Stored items
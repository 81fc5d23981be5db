//! Application configuration module
//!
//! This module provides type-safe configuration loading from environment
//! variables using the `config` and `dotenvy` crates. Configuration is
//! loaded with the `LEARNSPHERE_` prefix and nested values use double
//! underscores as separators.
//!
//! # Example
//!
//! ```no_run
//! use learnsphere::config::AppConfig;
//!
//! let config = AppConfig::load().expect("Failed to load configuration");
//! config.validate().expect("Invalid configuration");
//!
//! println!("Backend at {}", config.api.base_url);
//! ```

mod api;
mod error;
mod identity;

pub use api::ApiConfig;
pub use error::{ConfigError, ValidationError};
pub use identity::IdentityConfig;

use serde::Deserialize;

/// Root application configuration
///
/// Contains all configuration sections for the LearnSphere client.
/// Load using [`AppConfig::load()`] which reads from environment variables.
#[derive(Debug, Clone, Deserialize)]
pub struct AppConfig {
    /// Deployment environment
    #[serde(default)]
    pub environment: Environment,

    /// Log filter directive
    #[serde(default = "default_log_level")]
    pub log_level: String,

    /// Identity toolkit configuration
    #[serde(default)]
    pub identity: IdentityConfig,

    /// Course backend configuration
    #[serde(default)]
    pub api: ApiConfig,
}

/// Application environment
#[derive(Debug, Clone, Deserialize, PartialEq, Eq, Default)]
#[serde(rename_all = "lowercase")]
pub enum Environment {
    #[default]
    Development,
    Staging,
    Production,
}

impl AppConfig {
    /// Load configuration from environment variables
    ///
    /// This function:
    /// 1. Loads `.env` file if present (for development)
    /// 2. Reads environment variables with `LEARNSPHERE` prefix
    /// 3. Uses `__` (double underscore) to separate nested values
    /// 4. Deserializes into typed configuration structs
    ///
    /// # Environment Variable Format
    ///
    /// - `LEARNSPHERE__API__BASE_URL=...` -> `api.base_url = ...`
    /// - `LEARNSPHERE__IDENTITY__API_KEY=...` -> `identity.api_key = ...`
    ///
    /// # Errors
    ///
    /// Returns `ConfigError` if values cannot be parsed into expected types.
    pub fn load() -> Result<Self, ConfigError> {
        // Load .env file if present (development)
        dotenvy::dotenv().ok();

        let config = config::Config::builder()
            .add_source(
                config::Environment::default()
                    .prefix("LEARNSPHERE")
                    .separator("__"),
            )
            .build()?
            .try_deserialize()?;

        Ok(config)
    }

    /// Validate all configuration values
    ///
    /// Performs semantic validation of configuration:
    /// - URL formats
    /// - Timeout bounds
    /// - Production-specific requirements (e.g., HTTPS)
    ///
    /// # Errors
    ///
    /// Returns `ValidationError` if any configuration value is invalid.
    pub fn validate(&self) -> Result<(), ValidationError> {
        self.identity.validate(&self.environment)?;
        self.api.validate(&self.environment)?;
        Ok(())
    }

    /// Check if running in production environment
    pub fn is_production(&self) -> bool {
        self.environment == Environment::Production
    }
}

fn default_log_level() -> String {
    "info,learnsphere=debug".to_string()
}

▶ What this task involves:
Your reply should match the data above exactly, line for line.

▶ Result of this exercise:
repository 81fc5d23981be5db
//! Application configuration module
//!
//! This module provides type-safe configuration loading from environment
//! variables using the `config` and `dotenvy` crates. Configuration is
//! loaded with the `LEARNSPHERE_` prefix and nested values use double
//! underscores as separators.
//!
//! # Example
//!
//! ```no_run
//! use learnsphere::config::AppConfig;
//!
//! let config = AppConfig::load().expect("Failed to load configuration");
//! config.validate().expect("Invalid configuration");
//!
//! println!("Backend at {}", config.api.base_url);
//! ```

mod api;
mod error;
mod identity;

pub use api::ApiConfig;
pub use error::{ConfigError, ValidationError};
pub use identity::IdentityConfig;

use serde::Deserialize;

/// Root application configuration
///
/// Contains all configuration sections for the LearnSphere client.
/// Load using [`AppConfig::load()`] which reads from environment variables.
#[derive(Debug, Clone, Deserialize)]
pub struct AppConfig {
    /// Deployment environment
    #[serde(default)]
    pub environment: Environment,

    /// Log filter directive
    #[serde(default = "default_log_level")]
    pub log_level: String,

    /// Identity toolkit configuration
    #[serde(default)]
    pub identity: IdentityConfig,

    /// Course backend configuration
    #[serde(default)]
    pub api: ApiConfig,
}

/// Application environment
#[derive(Debug, Clone, Deserialize, PartialEq, Eq, Default)]
#[serde(rename_all = "lowercase")]
pub enum Environment {
    #[default]
    Development,
    Staging,
    Production,
}

impl AppConfig {
    /// Load configuration from environment variables
    ///
    /// This function:
    /// 1. Loads `.env` file if present (for development)
    /// 2. Reads environment variables with `LEARNSPHERE` prefix
    /// 3. Uses `__` (double underscore) to separate nested values
    /// 4. Deserializes into typed configuration structs
    ///
    /// # Environment Variable Format
    ///
    /// - `LEARNSPHERE__API__BASE_URL=...` -> `api.base_url = ...`
    /// - `LEARNSPHERE__IDENTITY__API_KEY=...` -> `identity.api_key = ...`
    ///
    /// # Errors
    ///
    /// Returns `ConfigError` if values cannot be parsed into expected types.
    pub fn load() -> Result<Self, ConfigError> {
        // Load .env file if present (development)
        dotenvy::dotenv().ok();

        let config = config::Config::builder()
            .add_source(
                config::Environment::default()
                    .prefix("LEARNSPHERE")
                    .separator("__"),
            )
            .build()?
            .try_deserialize()?;

        Ok(config)
    }

    /// Validate all configuration values
    ///
    /// Performs semantic validation of configuration:
    /// - URL formats
    /// - Timeout bounds
    /// - Production-specific requirements (e.g., HTTPS)
    ///
    /// # Errors
    ///
    /// Returns `ValidationError` if any configuration value is invalid.
    pub fn validate(&self) -> Result<(), ValidationError> {
        self.identity.validate(&self.environment)?;
        self.api.validate(&self.environment)?;
        Ok(())
    }

    /// Check if running in production environment
    pub fn is_production(&self) -> bool {
        self.environment == Environment::Production
    }
}

fn default_log_level() -> String {
    "info,learnsphere=debug".to_string()
}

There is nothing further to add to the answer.